● What you have to do: Narrow the data below down to the lines containing "None".

● Input data:
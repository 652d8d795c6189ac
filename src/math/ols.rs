//! Linear least squares solver.
//!
//! The Gaussian profile fit is solved by Levenberg–Marquardt, which needs one
//! small linear least squares solve per iteration:
//!
//! ```text
//! minimize ‖ [J; √λ·D] δ − [r; 0] ‖²
//! ```
//!
//! Implementation choices:
//! - We use SVD so tall (more rows than columns) and nearly rank-deficient
//!   systems are handled without panicking.
//!   (Nalgebra's `QR::solve` is intended for square systems and will panic for
//!   non-square matrices.)
//! - The parameter dimension is tiny (4 columns), so SVD cost is negligible
//!   next to evaluating the profile.

use nalgebra::{DMatrix, DVector};

/// Solve a least squares problem using SVD.
///
/// Returns `None` if the system is too ill-conditioned to solve robustly.
pub fn solve_least_squares(x: &DMatrix<f64>, y: &DVector<f64>) -> Option<DVector<f64>> {
    let svd = x.clone().svd(true, true);

    // Try progressively looser tolerances if strict solve fails.
    for &tol in &[1e-10, 1e-8, 1e-6] {
        if let Ok(beta) = svd.solve(y, tol) {
            if beta.iter().all(|v| v.is_finite()) {
                return Some(beta);
            }
        }
    }

    None
}

#[cfg(test)]
mod tests {
    use super::*;

    #[test]
    fn least_squares_solves_simple_system() {
        // Fit y = 2 + 3x on x = [0,1,2]
        let x = DMatrix::from_row_slice(3, 2, &[1.0, 0.0, 1.0, 1.0, 1.0, 2.0]);
        let y = DVector::from_row_slice(&[2.0, 5.0, 8.0]);

        let beta = solve_least_squares(&x, &y).unwrap();
        assert!((beta[0] - 2.0).abs() < 1e-10);
        assert!((beta[1] - 3.0).abs() < 1e-10);
    }

    #[test]
    fn least_squares_handles_damped_augmented_rows() {
        // Appending √λ·I rows shrinks the solution towards zero.
        let x = DMatrix::from_row_slice(4, 2, &[1.0, 0.0, 0.0, 1.0, 1.0, 0.0, 0.0, 1.0]);
        let y = DVector::from_row_slice(&[2.0, 4.0, 0.0, 0.0]);

        let beta = solve_least_squares(&x, &y).unwrap();
        assert!((beta[0] - 1.0).abs() < 1e-10);
        assert!((beta[1] - 2.0).abs() < 1e-10);
    }
}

● Task solution:
/// Returns `None` if the system is too ill-conditioned to solve robustly.
    None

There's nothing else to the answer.